(Saved data entries)
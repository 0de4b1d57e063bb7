//! Library parts of the `aba` command-line tool.

pub mod batch;
pub mod logging;
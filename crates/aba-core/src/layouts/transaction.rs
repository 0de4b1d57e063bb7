//! Transaction (detail) record, type `1`.
//!
//! | Columns | Width | Field                   | Kind |
//! |---------|-------|-------------------------|------|
//! | 1       | 1     | recordType              | A    |
//! | 2-8     | 7     | bsbNumber               | A    |
//! | 9-17    | 9     | accountNumber           | A    |
//! | 18      | 1     | indicator               | A    |
//! | 19-20   | 2     | transactionCode         | N    |
//! | 21-30   | 10    | amount                  | N    |
//! | 31-62   | 32    | accountName             | A    |
//! | 63-80   | 18    | lodgementReference      | A    |
//! | 81-87   | 7     | traceRecord             | A    |
//! | 88-96   | 9     | traceAccountNumber      | A    |
//! | 97-112  | 16    | nameOfRemitter          | A    |
//! | 113-120 | 8     | amountOfWithholdingTax  | N    |

use std::fmt;
use std::sync::LazyLock;

use serde::Serialize;

use crate::field::{FieldDef, FieldKind, FieldTable};
use crate::record::{AbaRecord, Layout, Record, RecordType, sealed};
use crate::rules::Rule;

pub const RECORD_TYPE: &str = "recordType";
pub const BSB_NUMBER: &str = "bsbNumber";
pub const ACCOUNT_NUMBER: &str = "accountNumber";
pub const INDICATOR: &str = "indicator";
pub const TRANSACTION_CODE: &str = "transactionCode";
pub const AMOUNT: &str = "amount";
pub const ACCOUNT_NAME: &str = "accountName";
pub const LODGEMENT_REFERENCE: &str = "lodgementReference";
pub const TRACE_RECORD: &str = "traceRecord";
pub const TRACE_ACCOUNT_NUMBER: &str = "traceAccountNumber";
pub const NAME_OF_REMITTER: &str = "nameOfRemitter";
pub const AMOUNT_OF_WITHHOLDING_TAX: &str = "amountOfWithholdingTax";

/// Debit code.
pub const DEBIT_CODE: &str = "13";

/// Codes accepted in `transactionCode`: one debit, eight credit kinds.
pub const TRANSACTION_CODES: &[&str] = &["13", "50", "51", "52", "53", "54", "55", "56", "57"];

/// Withholding indicators. A blank indicator is also valid.
pub const INDICATORS: &[&str] = &["N", "W", "X", "Y"];

static FIELDS: [FieldDef; 12] = [
    FieldDef::marker(RECORD_TYPE, "1"),
    FieldDef::blank(BSB_NUMBER, 2, 7).with_rules(&[Rule::Required, Rule::Bsb]),
    FieldDef::blank(ACCOUNT_NUMBER, 9, 9).with_rules(&[Rule::Required, Rule::AccountNumber]),
    FieldDef::blank(INDICATOR, 18, 1).with_rules(&[Rule::OneOf(INDICATORS)]),
    FieldDef::new(TRANSACTION_CODE, 19, 2, FieldKind::Numeric).with_rules(&[
        Rule::Required,
        Rule::Numeric,
        Rule::OneOf(TRANSACTION_CODES),
    ]),
    FieldDef::new(AMOUNT, 21, 10, FieldKind::Numeric).with_rules(&[Rule::Required, Rule::Numeric]),
    FieldDef::blank(ACCOUNT_NAME, 31, 32).with_rules(&[Rule::Required]),
    FieldDef::blank(LODGEMENT_REFERENCE, 63, 18).with_rules(&[Rule::Required]),
    FieldDef::blank(TRACE_RECORD, 81, 7).with_rules(&[Rule::Required, Rule::Bsb]),
    FieldDef::blank(TRACE_ACCOUNT_NUMBER, 88, 9)
        .with_rules(&[Rule::Required, Rule::AccountNumber]),
    FieldDef::blank(NAME_OF_REMITTER, 97, 16).with_rules(&[Rule::Required]),
    FieldDef::new(AMOUNT_OF_WITHHOLDING_TAX, 113, 8, FieldKind::Numeric)
        .with_rules(&[Rule::Numeric]),
];

static TABLE: LazyLock<FieldTable> =
    LazyLock::new(|| FieldTable::new(&FIELDS).expect("transaction layout must span 120 columns"));

/// Layout marker for the transaction record.
#[derive(Debug, Clone, Copy, PartialEq, Eq, Default)]
pub struct TransactionLayout;

impl sealed::Sealed for TransactionLayout {}

impl Layout for TransactionLayout {
    const RECORD_TYPE: RecordType = RecordType::Transaction;

    fn table() -> &'static FieldTable {
        &TABLE
    }

    fn into_any(record: Record<Self>) -> AbaRecord {
        AbaRecord::Transaction(record)
    }

    fn from_any(record: AbaRecord) -> Result<Record<Self>, AbaRecord> {
        match record {
            AbaRecord::Transaction(record) => Ok(record),
            other => Err(other),
        }
    }
}

/// One credit or debit instruction.
pub type Transaction = Record<TransactionLayout>;

/// Direction of money movement implied by the transaction code.
#[derive(Debug, Clone, Copy, PartialEq, Eq, Hash, Serialize)]
#[serde(rename_all = "lowercase")]
pub enum TransactionKind {
    Debit,
    Credit,
}

impl fmt::Display for TransactionKind {
    fn fmt(&self, f: &mut fmt::Formatter<'_>) -> fmt::Result {
        match self {
            Self::Debit => write!(f, "debit"),
            Self::Credit => write!(f, "credit"),
        }
    }
}

impl Record<TransactionLayout> {
    /// Set `amount` from a whole number of cents.
    pub fn set_amount_cents(&mut self, cents: u64) -> &mut Self {
        self.set_known(AMOUNT, cents.to_string())
    }

    /// `amount` in cents. A blank amount reads as zero.
    pub fn amount_cents(&self) -> Option<u64> {
        parse_cents(self.attribute(AMOUNT)?)
    }

    /// `amountOfWithholdingTax` in cents. A blank amount reads as zero.
    pub fn withholding_tax_cents(&self) -> Option<u64> {
        parse_cents(self.attribute(AMOUNT_OF_WITHHOLDING_TAX)?)
    }

    /// Debit or credit, from a recognised `transactionCode`.
    pub fn kind(&self) -> Option<TransactionKind> {
        let code = self.attribute(TRANSACTION_CODE)?;
        if code == DEBIT_CODE {
            Some(TransactionKind::Debit)
        } else if TRANSACTION_CODES.contains(&code) {
            Some(TransactionKind::Credit)
        } else {
            None
        }
    }
}

fn parse_cents(value: &str) -> Option<u64> {
    let digits = value.trim_start_matches('0');
    if digits.is_empty() {
        return Some(0);
    }
    if !digits.chars().all(|c| c.is_ascii_digit()) {
        return None;
    }
    digits.parse().ok()
}

#[cfg(test)]
mod tests {
    use super::*;
    use crate::error::ValidationError;
    use crate::rules::RuleId;

    fn valid() -> Transaction {
        Transaction::new()
            .with_attribute(BSB_NUMBER, "083-163")
            .and_then(|r| r.with_attribute(ACCOUNT_NUMBER, "12345678"))
            .and_then(|r| r.with_attribute(TRANSACTION_CODE, "53"))
            .and_then(|r| r.with_attribute(AMOUNT, "12555"))
            .and_then(|r| r.with_attribute(ACCOUNT_NAME, "JOHN SMITH"))
            .and_then(|r| r.with_attribute(LODGEMENT_REFERENCE, "PAY 0816"))
            .and_then(|r| r.with_attribute(TRACE_RECORD, "062-111"))
            .and_then(|r| r.with_attribute(TRACE_ACCOUNT_NUMBER, "111111111"))
            .and_then(|r| r.with_attribute(NAME_OF_REMITTER, "ACME PAYROLL"))
            .expect("known attributes")
    }

    #[test]
    fn test_valid_transaction() {
        assert!(valid().validate().is_empty());
        assert_eq!(valid().kind(), Some(TransactionKind::Credit));
        assert_eq!(valid().amount_cents(), Some(12555));
    }

    #[test]
    fn test_line_positions() {
        let line = valid().to_line();
        assert_eq!(line.len(), 120);
        assert_eq!(&line[0..1], "1");
        assert_eq!(&line[1..8], "083-163");
        assert_eq!(&line[8..17], "12345678 ");
        assert_eq!(&line[17..18], " ");
        assert_eq!(&line[18..20], "53");
        assert_eq!(&line[20..30], "0000012555");
        assert_eq!(&line[80..87], "062-111");
        assert_eq!(&line[112..120], "00000000");
    }

    #[test]
    fn test_bsb_rule_on_both_bsb_fields() {
        let mut record = valid();
        record
            .set_attribute(BSB_NUMBER, "1112333")
            .unwrap()
            .set_attribute(TRACE_RECORD, "062111")
            .unwrap();
        assert_eq!(
            record.validate(),
            vec![
                ValidationError::new(BSB_NUMBER, "1112333", RuleId::Bsb),
                ValidationError::new(TRACE_RECORD, "062111", RuleId::Bsb),
            ]
        );
    }

    #[test]
    fn test_unknown_transaction_code() {
        let record = valid().with_attribute(TRANSACTION_CODE, "99").unwrap();
        assert_eq!(
            record.validate(),
            vec![ValidationError::new(TRANSACTION_CODE, "99", RuleId::OneOf)]
        );
        assert_eq!(record.kind(), None);
    }

    #[test]
    fn test_indicator_values() {
        let record = valid().with_attribute(INDICATOR, "N").unwrap();
        assert!(record.validate().is_empty());
        let record = valid().with_attribute(INDICATOR, "Q").unwrap();
        assert_eq!(record.validate()[0].rule, RuleId::OneOf);
    }

    #[test]
    fn test_debit_kind() {
        let record = valid().with_attribute(TRANSACTION_CODE, DEBIT_CODE).unwrap();
        assert_eq!(record.kind(), Some(TransactionKind::Debit));
    }

    #[test]
    fn test_amount_cents_setter() {
        let mut record = valid();
        record.set_amount_cents(100);
        assert_eq!(record.attribute(AMOUNT), Some("100"));
        assert_eq!(&record.to_line()[20..30], "0000000100");
        assert_eq!(record.withholding_tax_cents(), Some(0));
    }

    #[test]
    fn test_parse_cents() {
        assert_eq!(parse_cents(""), Some(0));
        assert_eq!(parse_cents("0000012555"), Some(12555));
        assert_eq!(parse_cents("12x"), None);
    }
}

Activity: Report the lines above that have the word "FieldKind" in them.

Written answer:
use crate::field::{FieldDef, FieldKind, FieldTable};
    FieldDef::new(TRANSACTION_CODE, 19, 2, FieldKind::Numeric).with_rules(&[
    FieldDef::new(AMOUNT, 21, 10, FieldKind::Numeric).with_rules(&[Rule::Required, Rule::Numeric]),
    FieldDef::new(AMOUNT_OF_WITHHOLDING_TAX, 113, 8, FieldKind::Numeric)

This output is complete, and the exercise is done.